» **What to do**
Begin with the first line of the entries below. Copy each line exactly, stopping after the one that contains "#[derive(Error, Debug, Clone, PartialEq)]".

== == ==

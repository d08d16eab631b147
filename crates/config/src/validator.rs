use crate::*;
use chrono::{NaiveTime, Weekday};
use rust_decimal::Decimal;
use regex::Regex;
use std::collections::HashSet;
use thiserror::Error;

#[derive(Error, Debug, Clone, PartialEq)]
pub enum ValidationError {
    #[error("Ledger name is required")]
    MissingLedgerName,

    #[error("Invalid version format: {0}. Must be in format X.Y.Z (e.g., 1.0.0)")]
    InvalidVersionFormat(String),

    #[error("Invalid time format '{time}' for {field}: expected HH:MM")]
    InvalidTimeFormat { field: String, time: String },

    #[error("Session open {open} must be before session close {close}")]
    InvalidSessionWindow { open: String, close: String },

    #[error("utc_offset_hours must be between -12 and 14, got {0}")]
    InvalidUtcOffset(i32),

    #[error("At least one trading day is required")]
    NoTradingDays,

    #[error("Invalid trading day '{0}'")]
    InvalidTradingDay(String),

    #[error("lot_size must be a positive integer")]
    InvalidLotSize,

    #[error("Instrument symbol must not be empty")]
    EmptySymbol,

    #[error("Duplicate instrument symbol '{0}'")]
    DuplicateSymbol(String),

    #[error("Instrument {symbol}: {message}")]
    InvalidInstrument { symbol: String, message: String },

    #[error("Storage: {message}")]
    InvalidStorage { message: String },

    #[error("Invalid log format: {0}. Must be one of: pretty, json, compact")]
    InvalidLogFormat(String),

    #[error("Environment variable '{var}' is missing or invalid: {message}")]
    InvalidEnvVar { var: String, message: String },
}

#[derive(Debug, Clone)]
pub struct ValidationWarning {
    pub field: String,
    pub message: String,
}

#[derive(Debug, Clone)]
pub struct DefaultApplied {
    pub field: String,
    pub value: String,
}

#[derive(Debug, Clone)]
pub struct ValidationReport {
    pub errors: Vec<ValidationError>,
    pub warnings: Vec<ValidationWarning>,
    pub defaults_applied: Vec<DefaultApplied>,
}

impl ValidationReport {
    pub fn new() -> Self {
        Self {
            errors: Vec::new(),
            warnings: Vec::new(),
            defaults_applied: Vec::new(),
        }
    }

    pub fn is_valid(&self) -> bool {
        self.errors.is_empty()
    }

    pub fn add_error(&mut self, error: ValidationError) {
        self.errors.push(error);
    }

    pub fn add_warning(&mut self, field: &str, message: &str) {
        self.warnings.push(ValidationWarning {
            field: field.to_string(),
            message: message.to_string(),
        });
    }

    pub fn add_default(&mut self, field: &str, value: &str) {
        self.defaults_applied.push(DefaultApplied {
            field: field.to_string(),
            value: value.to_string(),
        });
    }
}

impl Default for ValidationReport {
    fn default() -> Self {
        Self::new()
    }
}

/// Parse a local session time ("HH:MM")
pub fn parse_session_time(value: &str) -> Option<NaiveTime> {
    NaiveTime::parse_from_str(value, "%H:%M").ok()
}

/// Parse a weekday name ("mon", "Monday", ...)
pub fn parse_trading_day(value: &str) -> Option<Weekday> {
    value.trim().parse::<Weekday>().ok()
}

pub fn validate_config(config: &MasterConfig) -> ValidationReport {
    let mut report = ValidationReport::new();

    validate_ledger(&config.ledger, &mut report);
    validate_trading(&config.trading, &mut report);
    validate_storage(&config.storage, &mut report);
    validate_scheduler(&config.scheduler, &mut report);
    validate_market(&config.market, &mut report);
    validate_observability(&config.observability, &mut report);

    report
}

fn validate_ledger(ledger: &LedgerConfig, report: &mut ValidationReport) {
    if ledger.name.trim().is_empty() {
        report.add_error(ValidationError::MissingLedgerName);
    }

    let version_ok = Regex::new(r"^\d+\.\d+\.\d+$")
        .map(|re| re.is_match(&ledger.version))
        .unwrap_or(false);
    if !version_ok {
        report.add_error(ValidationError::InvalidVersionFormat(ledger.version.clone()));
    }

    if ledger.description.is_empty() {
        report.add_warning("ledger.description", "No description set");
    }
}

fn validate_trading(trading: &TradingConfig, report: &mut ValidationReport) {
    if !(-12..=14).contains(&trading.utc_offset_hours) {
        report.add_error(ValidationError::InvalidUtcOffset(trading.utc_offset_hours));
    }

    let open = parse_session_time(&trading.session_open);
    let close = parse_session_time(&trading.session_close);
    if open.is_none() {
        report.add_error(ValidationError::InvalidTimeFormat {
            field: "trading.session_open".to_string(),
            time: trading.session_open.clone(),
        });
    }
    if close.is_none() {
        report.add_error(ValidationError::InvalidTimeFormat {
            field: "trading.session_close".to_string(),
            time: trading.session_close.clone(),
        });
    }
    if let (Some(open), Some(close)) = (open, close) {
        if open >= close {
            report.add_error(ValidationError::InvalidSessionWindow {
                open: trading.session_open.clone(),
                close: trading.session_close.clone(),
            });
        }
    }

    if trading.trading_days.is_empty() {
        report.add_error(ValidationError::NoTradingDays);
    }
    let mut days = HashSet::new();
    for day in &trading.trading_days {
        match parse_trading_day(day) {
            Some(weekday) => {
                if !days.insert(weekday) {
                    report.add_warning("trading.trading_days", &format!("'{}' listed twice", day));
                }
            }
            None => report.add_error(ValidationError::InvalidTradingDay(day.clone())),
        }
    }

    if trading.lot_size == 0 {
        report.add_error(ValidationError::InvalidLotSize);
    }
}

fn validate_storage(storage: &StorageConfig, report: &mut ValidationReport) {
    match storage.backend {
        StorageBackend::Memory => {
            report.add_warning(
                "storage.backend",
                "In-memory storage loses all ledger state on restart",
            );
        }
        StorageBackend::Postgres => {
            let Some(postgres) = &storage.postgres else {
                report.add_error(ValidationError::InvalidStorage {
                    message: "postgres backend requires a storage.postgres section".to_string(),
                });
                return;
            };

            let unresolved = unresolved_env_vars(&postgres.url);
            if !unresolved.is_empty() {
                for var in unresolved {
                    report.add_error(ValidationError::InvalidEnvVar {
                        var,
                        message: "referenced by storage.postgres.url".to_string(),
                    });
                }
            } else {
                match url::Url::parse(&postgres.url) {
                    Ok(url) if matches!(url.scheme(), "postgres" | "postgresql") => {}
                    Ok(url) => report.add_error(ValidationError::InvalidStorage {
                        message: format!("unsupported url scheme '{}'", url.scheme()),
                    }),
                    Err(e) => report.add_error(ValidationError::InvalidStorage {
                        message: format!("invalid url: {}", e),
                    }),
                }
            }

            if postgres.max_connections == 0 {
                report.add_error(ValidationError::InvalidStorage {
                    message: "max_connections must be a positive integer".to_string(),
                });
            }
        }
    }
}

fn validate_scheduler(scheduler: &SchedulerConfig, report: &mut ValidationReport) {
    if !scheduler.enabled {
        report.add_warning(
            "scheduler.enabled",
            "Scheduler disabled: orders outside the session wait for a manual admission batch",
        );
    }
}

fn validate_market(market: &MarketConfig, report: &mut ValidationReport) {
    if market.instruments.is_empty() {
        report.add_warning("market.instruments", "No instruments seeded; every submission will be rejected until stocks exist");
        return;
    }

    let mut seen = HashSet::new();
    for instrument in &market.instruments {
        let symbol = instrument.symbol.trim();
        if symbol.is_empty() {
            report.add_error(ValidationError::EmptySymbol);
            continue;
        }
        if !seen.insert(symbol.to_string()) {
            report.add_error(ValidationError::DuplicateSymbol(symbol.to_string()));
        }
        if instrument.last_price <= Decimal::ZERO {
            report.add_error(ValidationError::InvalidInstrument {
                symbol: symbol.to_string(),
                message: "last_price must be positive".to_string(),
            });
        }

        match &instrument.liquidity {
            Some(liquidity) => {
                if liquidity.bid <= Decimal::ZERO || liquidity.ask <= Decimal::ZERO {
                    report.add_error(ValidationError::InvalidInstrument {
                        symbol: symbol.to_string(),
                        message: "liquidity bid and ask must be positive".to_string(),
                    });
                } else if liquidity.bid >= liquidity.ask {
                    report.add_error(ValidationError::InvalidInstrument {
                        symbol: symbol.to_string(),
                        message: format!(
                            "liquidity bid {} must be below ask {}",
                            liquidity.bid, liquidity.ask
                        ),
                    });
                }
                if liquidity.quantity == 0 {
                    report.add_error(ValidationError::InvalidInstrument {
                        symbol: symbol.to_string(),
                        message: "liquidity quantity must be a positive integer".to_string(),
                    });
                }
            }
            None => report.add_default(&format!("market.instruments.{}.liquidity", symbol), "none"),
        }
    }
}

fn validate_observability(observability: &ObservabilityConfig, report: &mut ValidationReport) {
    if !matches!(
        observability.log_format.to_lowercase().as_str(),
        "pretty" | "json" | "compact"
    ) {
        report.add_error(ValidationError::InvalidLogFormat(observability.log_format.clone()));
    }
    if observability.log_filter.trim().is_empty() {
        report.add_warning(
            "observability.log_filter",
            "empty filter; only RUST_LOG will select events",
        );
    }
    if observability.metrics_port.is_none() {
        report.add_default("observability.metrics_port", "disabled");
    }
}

== == ==

» **Answer below**
repository d08d16eab631b147
filename crates/config/src/validator.rs
use crate::*;
use chrono::{NaiveTime, Weekday};
use rust_decimal::Decimal;
use regex::Regex;
use std::collections::HashSet;
use thiserror::Error;

#[derive(Error, Debug, Clone, PartialEq)]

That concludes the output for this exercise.